Again, if you are familiar with Trueskill, then you know this... and if you don't, you are free to read that paper I just posted, which clearly states this challenge and how they designed Trueskill to deal with that issue.

#53 MischiefSC

Member

The Benefactor
16,697 posts

Posted 22 January 2014 - 07:22 PM

Sandpit, on 22 January 2014 - 07:02 PM, said:

I agree completely and get exactly what you're saying. It's called self-serving bias, it's how people take credit when things go well and refuse accountability when things go wrong. Thanks to the growth of postmodernism (essentially the belief that because you saw a National Geographic special on something you know as much about it as someone with an 8 year degree and 30 years experience) you run into self-serving bias a lot in games and business. The wins, well, they win because they're amazing. When they lose, well, that's because someone else messed up.

Bhael Fire, on 22 January 2014 - 07:07 PM, said:

You know nothing, Jon Snow.

I know statistical analysis. It pays my bills and keeps me in hookers and blow.

Look at it like this -

Every 180 seconds (3 minutes) the matchmaker does its best to grab the closest ranked group of 24 people that hit 'launch' in that 180 second period. That's not a lot to choose from. It has to try and account for their skill in their given weight-class (light/medium/heavy/assault) and the tonnage of what they're piloting.

It could be 100% prefect, accounting in every detail for your skill with that specific loadout, if you've eaten recently or if your blood sugar is low, everything - and you'd still get one-sided stomps because of the people available in that 180 seconds this was as close a match as was available.

What the matchmaker needs is 5 things to be better:

1. You need to split pug and premade Elo scores. I absolutely agree that skews results and it skews them enough to be relevant.
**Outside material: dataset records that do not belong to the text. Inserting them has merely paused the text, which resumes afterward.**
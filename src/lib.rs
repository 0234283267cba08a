//! Delay and cancellation scorecards for airline flight records.

pub mod analyzers;
pub mod charts;
pub mod error;
pub mod output;
pub mod records;

pub use error::{Result, ScorecardError};
pub use records::{FlightRecord, FlightTable, GroupBy, load_and_validate};
//! Error type shared by the loading, aggregation and charting code.

use plotters::drawing::DrawingAreaErrorKind;
use thiserror::Error;

#[derive(Debug, Error)]
pub enum ScorecardError {
    /// The data file could not be opened or read.
    #[error("failed to read {path}: {source}")]
    Io {
        path: String,
        #[source]
        source: std::io::Error,
    },

    /// One or more required columns are absent from the header row.
    #[error("Missing required columns: {0:?}")]
    MissingColumns(Vec<String>),

    #[error("malformed CSV: {0}")]
    Csv(#[from] csv::Error),

    #[error("JSON encoding failed: {0}")]
    Json(#[from] serde_json::Error),

    #[error("chart rendering failed: {0}")]
    Chart(String),
}

impl ScorecardError {
    /// True when the underlying I/O error is a missing file.
    pub fn is_not_found(&self) -> bool {
        matches!(self, ScorecardError::Io { source, .. } if source.kind() == std::io::ErrorKind::NotFound)
    }
}

impl<E: std::error::Error + Send + Sync> From<DrawingAreaErrorKind<E>> for ScorecardError {
    fn from(err: DrawingAreaErrorKind<E>) -> Self {
        ScorecardError::Chart(err.to_string())
    }
}

pub type Result<T> = std::result::Result<T, ScorecardError>;
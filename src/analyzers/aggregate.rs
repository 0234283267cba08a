use crate::analyzers::types::{AverageDelayRow, CancellationRateRow, DelayRateRow};
use crate::analyzers::utility::{cmp_desc_none_last, max, mean, median, pct, sample_stddev};
use crate::records::{FlightRecord, FlightTable, GroupBy, flag_is_set};
use std::collections::BTreeMap;
use tracing::debug;

/// Running count of non-null flags and of flags set to 1.
#[derive(Default)]
struct FlagTally {
    total: usize,
    set: usize,
}

impl FlagTally {
    fn push(&mut self, flag: Option<f64>) {
        if flag.is_some() {
            self.total += 1;
        }
        if flag_is_set(flag) {
            self.set += 1;
        }
    }
}

fn tally_by<'a>(
    records: impl Iterator<Item = &'a FlightRecord>,
    group_by: GroupBy,
    flag: impl Fn(&FlightRecord) -> Option<f64>,
) -> BTreeMap<String, FlagTally> {
    let mut groups: BTreeMap<String, FlagTally> = BTreeMap::new();
    for record in records {
        groups
            .entry(group_by.key(record))
            .or_default()
            .push(flag(record));
    }
    groups
}

/// Share of flights with `ArrDelay15` set, per group, worst first.
///
/// With `exclude_cancelled`, only flights whose cancellation flag is
/// present and clear are considered. Flights with a null delay flag do not
/// count towards `total_flights`.
pub fn compute_delay_rate(
    table: &FlightTable,
    group_by: GroupBy,
    exclude_cancelled: bool,
) -> Vec<DelayRateRow> {
    let records = table
        .records()
        .iter()
        .filter(|r| !exclude_cancelled || r.is_completed());

    let mut rows: Vec<DelayRateRow> = tally_by(records, group_by, |r| r.arr_delay15)
        .into_iter()
        .map(|(group, tally)| DelayRateRow {
            group,
            total_flights: tally.total,
            delayed_flights: tally.set,
            delay_rate_pct: pct(tally.set, tally.total),
        })
        .collect();

    rows.sort_by(|a, b| b.delay_rate_pct.total_cmp(&a.delay_rate_pct));

    debug!(%group_by, exclude_cancelled, groups = rows.len(), "Delay rate computed");
    rows
}

/// Share of cancelled flights per group over every row, worst first.
pub fn compute_cancellation_rate(table: &FlightTable, group_by: GroupBy) -> Vec<CancellationRateRow> {
    let mut rows: Vec<CancellationRateRow> =
        tally_by(table.records().iter(), group_by, |r| r.cancelled)
            .into_iter()
            .map(|(group, tally)| CancellationRateRow {
                group,
                total_flights: tally.total,
                cancelled_flights: tally.set,
                cancellation_rate_pct: pct(tally.set, tally.total),
            })
            .collect();

    rows.sort_by(|a, b| b.cancellation_rate_pct.total_cmp(&a.cancellation_rate_pct));

    debug!(%group_by, groups = rows.len(), "Cancellation rate computed");
    rows
}

/// Delay magnitude per group, largest mean first.
///
/// Cancelled flights are always dropped. With `delayed_only`, only flights
/// with `ArrDelay15` set contribute; otherwise every completed flight does.
/// Null minute values are skipped.
pub fn compute_average_delay(
    table: &FlightTable,
    group_by: GroupBy,
    delayed_only: bool,
) -> Vec<AverageDelayRow> {
    let mut groups: BTreeMap<String, Vec<f64>> = BTreeMap::new();

    for record in table
        .records()
        .iter()
        .filter(|r| r.is_completed() && (!delayed_only || r.is_delayed()))
    {
        let minutes = groups.entry(group_by.key(record)).or_default();
        if let Some(m) = record.arr_delay_minutes {
            minutes.push(m);
        }
    }

    let mut rows: Vec<AverageDelayRow> = groups
        .into_iter()
        .map(|(group, minutes)| AverageDelayRow {
            group,
            avg_delay_minutes: mean(&minutes),
            median_delay_minutes: median(&minutes),
            max_delay_minutes: max(&minutes),
            std_delay_minutes: sample_stddev(&minutes),
        })
        .collect();

    rows.sort_by(|a, b| cmp_desc_none_last(a.avg_delay_minutes, b.avg_delay_minutes));

    debug!(%group_by, delayed_only, groups = rows.len(), "Average delay computed");
    rows
}

#[cfg(test)]
mod tests {
    use super::*;

    fn flights(carrier: &str, total: usize, delayed: usize, cancelled: usize) -> Vec<FlightRecord> {
        (0..total)
            .map(|i| {
                let r = FlightRecord::new(carrier, 2023, 1);
                if i < cancelled {
                    r.cancelled()
                } else if i < cancelled + delayed {
                    r.delayed(20.0 + i as f64)
                } else {
                    r
                }
            })
            .collect()
    }

    fn abc_table() -> FlightTable {
        let mut records = flights("A", 10, 2, 0);
        records.extend(flights("B", 10, 5, 1));
        records.extend(flights("C", 10, 0, 0));
        FlightTable::from_records(records)
    }

    #[test]
    fn test_delay_rate_example() {
        let rows = compute_delay_rate(&abc_table(), GroupBy::Carrier, true);

        let order: Vec<_> = rows.iter().map(|r| r.group.as_str()).collect();
        assert_eq!(order, vec!["B", "A", "C"]);

        assert_eq!(rows[0].total_flights, 9);
        assert_eq!(rows[0].delayed_flights, 5);
        assert!((rows[0].delay_rate_pct - 55.555_555).abs() < 1e-4);
        assert_eq!(rows[1].delay_rate_pct, 20.0);
        assert_eq!(rows[2].delay_rate_pct, 0.0);
    }

    #[test]
    fn test_no_delays_no_cancellations_is_zero() {
        let mut records = flights("A", 5, 0, 0);
        records.extend(flights("B", 3, 0, 0));
        let table = FlightTable::from_records(records);

        for row in compute_delay_rate(&table, GroupBy::Carrier, true) {
            assert_eq!(row.delay_rate_pct, 0.0);
        }
        for row in compute_cancellation_rate(&table, GroupBy::Carrier) {
            assert_eq!(row.cancellation_rate_pct, 0.0);
        }
    }

    #[test]
    fn test_all_delayed_is_hundred() {
        let table = FlightTable::from_records(flights("A", 4, 4, 0));
        let rows = compute_delay_rate(&table, GroupBy::Carrier, true);
        assert_eq!(rows[0].delay_rate_pct, 100.0);
    }

    #[test]
    fn test_cancelled_rows_count_towards_cancellation_rate() {
        let rows = compute_cancellation_rate(&abc_table(), GroupBy::Carrier);

        assert_eq!(rows[0].group, "B");
        assert_eq!(rows[0].total_flights, 10);
        assert_eq!(rows[0].cancelled_flights, 1);
        assert_eq!(rows[0].cancellation_rate_pct, 10.0);
    }

    #[test]
    fn test_including_cancelled_ignores_null_delay_flags() {
        let rows = compute_delay_rate(&abc_table(), GroupBy::Carrier, false);
        let b = rows.iter().find(|r| r.group == "B").unwrap();
        // the cancelled flight has a null delay flag, so it is not counted
        assert_eq!(b.total_flights, 9);
    }

    #[test]
    fn test_cancelled_flight_with_delay_flag_is_excluded() {
        let mut odd = FlightRecord::new("A", 2023, 1).delayed(90.0);
        odd.cancelled = Some(1.0);
        let table = FlightTable::from_records(vec![odd, FlightRecord::new("A", 2023, 1)]);

        let excluded = compute_delay_rate(&table, GroupBy::Carrier, true);
        assert_eq!(excluded[0].total_flights, 1);
        assert_eq!(excluded[0].delay_rate_pct, 0.0);

        let included = compute_delay_rate(&table, GroupBy::Carrier, false);
        assert_eq!(included[0].delay_rate_pct, 50.0);

        let avg = compute_average_delay(&table, GroupBy::Carrier, false);
        assert_eq!(avg[0].max_delay_minutes, Some(0.0));
    }

    #[test]
    fn test_average_delay_delayed_only() {
        let records = vec![
            FlightRecord::new("A", 2023, 1).delayed(20.0),
            FlightRecord::new("A", 2023, 1).delayed(40.0),
            FlightRecord::new("A", 2023, 1).delayed(90.0),
            FlightRecord::new("A", 2023, 1),
            FlightRecord::new("B", 2023, 1).delayed(100.0),
            FlightRecord::new("B", 2023, 1).cancelled(),
        ];
        let table = FlightTable::from_records(records);

        let rows = compute_average_delay(&table, GroupBy::Carrier, true);
        assert_eq!(rows[0].group, "B");
        assert_eq!(rows[0].avg_delay_minutes, Some(100.0));
        assert_eq!(rows[0].std_delay_minutes, None);

        let a = &rows[1];
        assert_eq!(a.avg_delay_minutes, Some(50.0));
        assert_eq!(a.median_delay_minutes, Some(40.0));
        assert_eq!(a.max_delay_minutes, Some(90.0));
        assert!((a.std_delay_minutes.unwrap() - 36.055_512_754_639_89).abs() < 1e-9);

        let all = compute_average_delay(&table, GroupBy::Carrier, false);
        let a_all = all.iter().find(|r| r.group == "A").unwrap();
        assert_eq!(a_all.avg_delay_minutes, Some(37.5));
    }

    #[test]
    fn test_group_without_minutes_sorts_last() {
        let mut no_minutes = FlightRecord::new("Z", 2023, 1).delayed(0.0);
        no_minutes.arr_delay_minutes = None;
        let table = FlightTable::from_records(vec![
            no_minutes,
            FlightRecord::new("A", 2023, 1).delayed(15.0),
        ]);

        let rows = compute_average_delay(&table, GroupBy::Carrier, true);
        assert_eq!(rows[0].group, "A");
        assert_eq!(rows[1].group, "Z");
        assert_eq!(rows[1].avg_delay_minutes, None);
    }

    #[test]
    fn test_null_tokens_are_not_counted() {
        let csv = "CarrierName,Year,Month,ArrDelay15,ArrDelayMinutes,Cancelled\n\
                   A,2023,1,1,30,0\n\
                   A,2023,1,NaN,NaN,0\n\
                   A,2023,1,1,NaN,0\n\
                   A,2023,2,NA,NA,NA\n";
        let table = FlightTable::from_reader(csv.as_bytes()).unwrap();

        let delay = compute_delay_rate(&table, GroupBy::Carrier, true);
        assert_eq!(delay[0].total_flights, 2);
        assert_eq!(delay[0].delayed_flights, 2);
        assert_eq!(delay[0].delay_rate_pct, 100.0);

        let cancellation = compute_cancellation_rate(&table, GroupBy::Carrier);
        assert_eq!(cancellation[0].total_flights, 3);

        let average = compute_average_delay(&table, GroupBy::Carrier, true);
        assert_eq!(average[0].avg_delay_minutes, Some(30.0));
        assert_eq!(average[0].median_delay_minutes, Some(30.0));
        assert_eq!(average[0].max_delay_minutes, Some(30.0));
    }

    #[test]
    fn test_group_by_month() {
        let table = FlightTable::from_records(vec![
            FlightRecord::new("A", 2023, 1).delayed(30.0),
            FlightRecord::new("B", 2023, 1),
            FlightRecord::new("A", 2023, 2),
        ]);

        let rows = compute_delay_rate(&table, GroupBy::Month, true);
        assert_eq!(rows.len(), 2);
        assert_eq!(rows[0].group, "01");
        assert_eq!(rows[0].delay_rate_pct, 50.0);
        assert_eq!(rows[1].group, "02");
    }
}
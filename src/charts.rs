//! Scorecard charts rendered to in-memory SVG documents.
//!
//! The library never writes charts to disk; callers decide what to do with
//! the returned [`Chart`].

use crate::analyzers::types::ScorecardRow;
use crate::error::{Result, ScorecardError};
use plotters::prelude::*;
use tracing::debug;

const STEELBLUE: RGBColor = RGBColor(70, 130, 180);
const CORAL: RGBColor = RGBColor(255, 127, 80);
const CRIMSON: RGBColor = RGBColor(220, 20, 60);

pub const BAR_CHART_SIZE: (u32, u32) = (1200, 600);
pub const SCATTER_CHART_SIZE: (u32, u32) = (1000, 700);

const FONT: &str = "sans-serif";

/// A rendered chart.
#[derive(Debug, Clone)]
pub struct Chart {
    pub title: String,
    pub size: (u32, u32),
    pub svg: String,
}

struct BarStyle<'a> {
    title: &'a str,
    x_desc: &'a str,
    color: RGBColor,
    decimals: usize,
    highlight: Option<usize>,
}

/// Horizontal bars of delay rate per group, worst at the top.
///
/// With `highlight_worst`, the bar with the highest rate is drawn in red.
pub fn plot_delay_rates(
    scorecard: &[ScorecardRow],
    size: (u32, u32),
    highlight_worst: bool,
) -> Result<Chart> {
    let bars = ascending_bars(scorecard, |r| r.delay_rate_pct);
    let highlight = if highlight_worst { position_of_max(&bars) } else { None };

    render_bars(
        &bars,
        size,
        BarStyle {
            title: "Which Airline Is Most Likely to Make You Late? Delay Rate by Carrier",
            x_desc: "Delay Rate (%)",
            color: STEELBLUE,
            decimals: 1,
            highlight,
        },
    )
}

/// Horizontal bars of cancellation rate per group, worst at the top.
pub fn plot_cancellation_rates(scorecard: &[ScorecardRow], size: (u32, u32)) -> Result<Chart> {
    let bars = ascending_bars(scorecard, |r| r.cancellation_rate_pct);

    render_bars(
        &bars,
        size,
        BarStyle {
            title: "Flight Cancellation Rate by Carrier",
            x_desc: "Cancellation Rate (%)",
            color: CORAL,
            decimals: 2,
            highlight: None,
        },
    )
}

/// Delay rate against cancellation rate, one labelled point per group.
pub fn plot_delay_vs_cancellation(scorecard: &[ScorecardRow], size: (u32, u32)) -> Result<Chart> {
    if scorecard.is_empty() {
        return Err(ScorecardError::Chart("scorecard has no rows to plot".into()));
    }

    let title = "Airline Reliability: Delay Rate vs. Cancellation Rate";
    let x_end = axis_end(scorecard.iter().map(|r| r.delay_rate_pct));
    let y_end = axis_end(scorecard.iter().map(|r| r.cancellation_rate_pct));

    let mut svg = String::new();
    {
        let root = SVGBackend::with_string(&mut svg, size).into_drawing_area();
        root.fill(&WHITE)?;

        let mut chart = ChartBuilder::on(&root)
            .caption(title, (FONT, 24))
            .margin(20)
            .x_label_area_size(50)
            .y_label_area_size(60)
            .build_cartesian_2d(0f64..x_end, 0f64..y_end)?;

        chart
            .configure_mesh()
            .x_desc("Delay Rate (%)")
            .y_desc("Cancellation Rate (%)")
            .draw()?;

        chart.draw_series(scorecard.iter().map(|r| {
            EmptyElement::at((r.delay_rate_pct, r.cancellation_rate_pct))
                + Circle::new((0, 0), 10, STEELBLUE.mix(0.6).filled())
                + Circle::new((0, 0), 10, BLACK.stroke_width(2))
                + Text::new(r.group.clone(), (12, -12), (FONT, 12))
        }))?;

        root.present()?;
    }

    debug!(points = scorecard.len(), bytes = svg.len(), "Scatter chart rendered");
    Ok(Chart {
        title: title.to_string(),
        size,
        svg,
    })
}

fn ascending_bars(
    scorecard: &[ScorecardRow],
    value: impl Fn(&ScorecardRow) -> f64,
) -> Vec<(String, f64)> {
    let mut bars: Vec<(String, f64)> = scorecard
        .iter()
        .map(|r| (r.group.clone(), value(r)))
        .collect();
    bars.sort_by(|a, b| a.1.total_cmp(&b.1));
    bars
}

/// Index of the first bar holding the maximum value.
fn position_of_max(bars: &[(String, f64)]) -> Option<usize> {
    let max = bars.iter().map(|(_, v)| *v).reduce(f64::max)?;
    bars.iter().position(|(_, v)| *v == max)
}

/// Upper axis bound leaving room for labels; never zero.
fn axis_end(values: impl Iterator<Item = f64>) -> f64 {
    let max = values.fold(0.0, f64::max);
    if max > 0.0 { max * 1.15 } else { 1.0 }
}

fn render_bars(bars: &[(String, f64)], size: (u32, u32), style: BarStyle<'_>) -> Result<Chart> {
    if bars.is_empty() {
        return Err(ScorecardError::Chart("scorecard has no rows to plot".into()));
    }

    let x_end = axis_end(bars.iter().map(|(_, v)| *v));
    let count = bars.len() as i32;

    let mut svg = String::new();
    {
        let root = SVGBackend::with_string(&mut svg, size).into_drawing_area();
        root.fill(&WHITE)?;

        let mut chart = ChartBuilder::on(&root)
            .caption(style.title, (FONT, 24))
            .margin(20)
            .x_label_area_size(50)
            .y_label_area_size(200)
            .build_cartesian_2d(0f64..x_end, (0..count).into_segmented())?;

        let label = |v: &SegmentValue<i32>| match v {
            SegmentValue::CenterOf(i) => bars
                .get(*i as usize)
                .map(|(name, _)| name.clone())
                .unwrap_or_default(),
            _ => String::new(),
        };

        chart
            .configure_mesh()
            .disable_y_mesh()
            .x_desc(style.x_desc)
            .y_desc("Airline")
            .y_labels(bars.len())
            .y_label_formatter(&label)
            .draw()?;

        chart.draw_series(bars.iter().enumerate().map(|(i, (_, v))| {
            let color = if style.highlight == Some(i) { CRIMSON } else { style.color };
            let (lo, hi) = (SegmentValue::Exact(i as i32), SegmentValue::Exact(i as i32 + 1));
            Rectangle::new([(0.0, lo), (*v, hi)], color.filled())
        }))?;

        chart.draw_series(bars.iter().enumerate().map(|(i, (_, v))| {
            let (lo, hi) = (SegmentValue::Exact(i as i32), SegmentValue::Exact(i as i32 + 1));
            Rectangle::new([(0.0, lo), (*v, hi)], BLACK.stroke_width(1))
        }))?;

        chart.draw_series(bars.iter().enumerate().map(|(i, (_, v))| {
            Text::new(
                format!("{:.*}%", style.decimals, v),
                (*v + x_end * 0.01, SegmentValue::CenterOf(i as i32)),
                (FONT, 14),
            )
        }))?;

        root.present()?;
    }

    debug!(bars = bars.len(), bytes = svg.len(), "Bar chart rendered");
    Ok(Chart {
        title: style.title.to_string(),
        size,
        svg,
    })
}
2. It needs to match players first within a range, not high/low for a target. It'd be a better game if everyone on both teams was within 200 Elo points of each other even if one team had a 100 point advantage than if one team had three people with a high score and 3-5 people with lower scores they're having to carry. This can account for a lot of problems - a person with a high Elo has a bad match or gets popped early and the whole team suffers exponentially for it. Match to range, not to target.

3. A Gaussian distribution curve instead of a logical one. This is sort of the bell curve that the rankings are 'valued' at. I'll spare you the math but for simplicity sake it thickens up the middle (bulk of players) rankings while makes the high/low more extreme. This makes it easier to do #2 above.

4. More matches. The more matches you play the better your convergence, how accurately you're ranked.

5. More players. More players = more people in every 180 seconds to pull from to make matches around.

#54 Deathlike

Member

Littlest Helper
29,240 posts

Location#NOToTaterBalance #BadBalanceOverlordIsBad

Posted 22 January 2014 - 07:24 PM

Roland, I read the doc you posted, and although my pathetic college memories of stats should disappoint people, what MischiefSC is saying is correct.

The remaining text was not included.